___ Information ___

//! SQLite store for the server inventory.

use rusqlite::{params, Connection, OptionalExtension, Result as SqlResult, Row};
use std::path::Path;
use std::sync::{Arc, Mutex};
use thiserror::Error;

use chrono::{DateTime, Utc};

use super::models::*;
use super::{format_db_time, parse_db_time};

/// Database error types.
#[derive(Error, Debug)]
pub enum DbError {
    #[error("SQLite error: {0}")]
    Sqlite(#[from] rusqlite::Error),
    #[error("Migration error: {0}")]
    Migration(String),
    #[error("Not found")]
    NotFound,
}

/// Columns accepted by `list_filtered` as sort fields. Anything else falls
/// back to `id` so user input never reaches the ORDER BY clause verbatim.
const SORT_COLUMNS: &[&str] = &["id", "name", "address", "status", "created_at", "updated_at"];

/// Thread-safe inventory store.
#[derive(Clone)]
pub struct Store {
    conn: Arc<Mutex<Connection>>,
}

impl Store {
    /// Create a new store with the given database path.
    pub fn new<P: AsRef<Path>>(path: P) -> Result<Self, DbError> {
        let conn = Connection::open(path)?;
        let store = Self {
            conn: Arc::new(Mutex::new(conn)),
        };
        store.init()?;
        Ok(store)
    }

    /// Initialize the database with migrations.
    fn init(&self) -> Result<(), DbError> {
        let conn = self.conn.lock().unwrap();

        // Run migrations inline (embedded SQL)
        conn.execute_batch(include_str!("../../migrations/000001_init.up.sql"))
            .map_err(|e| DbError::Migration(format!("Migration 1 failed: {}", e)))?;

        Ok(())
    }

    // --- Server CRUD ---

    /// Add a new server and return its ID.
    pub fn create_server(&self, server: &mut Server) -> Result<i64, DbError> {
        let conn = self.conn.lock().unwrap();
        conn.execute(
            "INSERT INTO servers (name, address, status, created_at, updated_at) VALUES (?1, ?2, ?3, ?4, ?5)",
            params![
                server.name,
                server.address,
                server.status,
                format_db_time(server.created_at),
                format_db_time(server.updated_at),
            ],
        )?;
        let id = conn.last_insert_rowid();
        server.id = id;
        Ok(id)
    }

    /// Update an existing server's name, address and status.
    pub fn update_server(&self, server: &Server) -> Result<(), DbError> {
        let conn = self.conn.lock().unwrap();
        let changed = conn.execute(
            "UPDATE servers SET name=?1, address=?2, status=?3, updated_at=?4 WHERE id=?5",
            params![
                server.name,
                server.address,
                server.status,
                format_db_time(server.updated_at),
                server.id,
            ],
        )?;
        if changed == 0 {
            return Err(DbError::NotFound);
        }
        Ok(())
    }

    /// Set only the observed status of a server.
    pub fn update_status(&self, id: i64, status: bool, at: DateTime<Utc>) -> Result<(), DbError> {
        let conn = self.conn.lock().unwrap();
        let changed = conn.execute(
            "UPDATE servers SET status=?1, updated_at=?2 WHERE id=?3",
            params![status, format_db_time(at), id],
        )?;
        if changed == 0 {
            return Err(DbError::NotFound);
        }
        Ok(())
    }

    /// Get all servers.
    pub fn get_servers(&self) -> Result<Vec<Server>, DbError> {
        let conn = self.conn.lock().unwrap();
        let mut stmt = conn.prepare(
            "SELECT id, name, address, status, created_at, updated_at FROM servers ORDER BY id",
        )?;

        let servers = stmt
            .query_map([], row_to_server)?
            .collect::<SqlResult<Vec<_>>>()?;

        Ok(servers)
    }

    /// Get a server by ID.
    pub fn get_server(&self, id: i64) -> Result<Server, DbError> {
        let conn = self.conn.lock().unwrap();
        conn.query_row(
            "SELECT id, name, address, status, created_at, updated_at FROM servers WHERE id = ?1",
            params![id],
            row_to_server,
        )
        .optional()?
        .ok_or(DbError::NotFound)
    }

    /// Retrieve one page of servers plus the total matching count.
    pub fn list_filtered(&self, query: &ListQuery) -> Result<(Vec<Server>, i64), DbError> {
        let column = if SORT_COLUMNS.contains(&query.sort_field.as_str()) {
            query.sort_field.as_str()
        } else {
            "id"
        };
        let direction = if query.sort_order.eq_ignore_ascii_case("desc") {
            "DESC"
        } else {
            "ASC"
        };
        let filter = match query.status {
            StatusFilter::Any => "",
            StatusFilter::Online => "WHERE status = 1",
            StatusFilter::Offline => "WHERE status = 0",
        };

        let conn = self.conn.lock().unwrap();

        let total: i64 = conn.query_row(
            &format!("SELECT COUNT(*) FROM servers {}", filter),
            [],
            |r| r.get(0),
        )?;

        let mut stmt = conn.prepare(&format!(
            "SELECT id, name, address, status, created_at, updated_at FROM servers {} \
             ORDER BY {} {} LIMIT ?1 OFFSET ?2",
            filter, column, direction
        ))?;

        let servers = stmt
            .query_map(params![query.per_page, query.offset], row_to_server)?
            .collect::<SqlResult<Vec<_>>>()?;

        Ok((servers, total))
    }

    /// Count online and offline servers.
    pub fn status_counts(&self) -> Result<(i64, i64), DbError> {
        let conn = self.conn.lock().unwrap();
        let online: i64 = conn.query_row(
            "SELECT COUNT(*) FROM servers WHERE status = 1",
            [],
            |r| r.get(0),
        )?;
        let offline: i64 = conn.query_row(
            "SELECT COUNT(*) FROM servers WHERE status = 0",
            [],
            |r| r.get(0),
        )?;
        Ok((online, offline))
    }

    /// Delete a server.
    pub fn delete_server(&self, id: i64) -> Result<(), DbError> {
        let conn = self.conn.lock().unwrap();
        let changed = conn.execute("DELETE FROM servers WHERE id = ?1", params![id])?;
        if changed == 0 {
            return Err(DbError::NotFound);
        }
        Ok(())
    }
}

fn row_to_server(row: &Row<'_>) -> SqlResult<Server> {
    let created: String = row.get(4)?;
    let updated: String = row.get(5)?;
    Ok(Server {
        id: row.get(0)?,
        name: row.get(1)?,
        address: row.get(2)?,
        status: row.get(3)?,
        created_at: parse_db_time(&created).unwrap_or_else(Utc::now),
        updated_at: parse_db_time(&updated).unwrap_or_else(Utc::now),
    })
}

___

## Work instruction
All lines above holding the word "Connection" make up the answer; copy each one.

## Written response
use rusqlite::{params, Connection, OptionalExtension, Result as SqlResult, Row};
    conn: Arc<Mutex<Connection>>,
        let conn = Connection::open(path)?;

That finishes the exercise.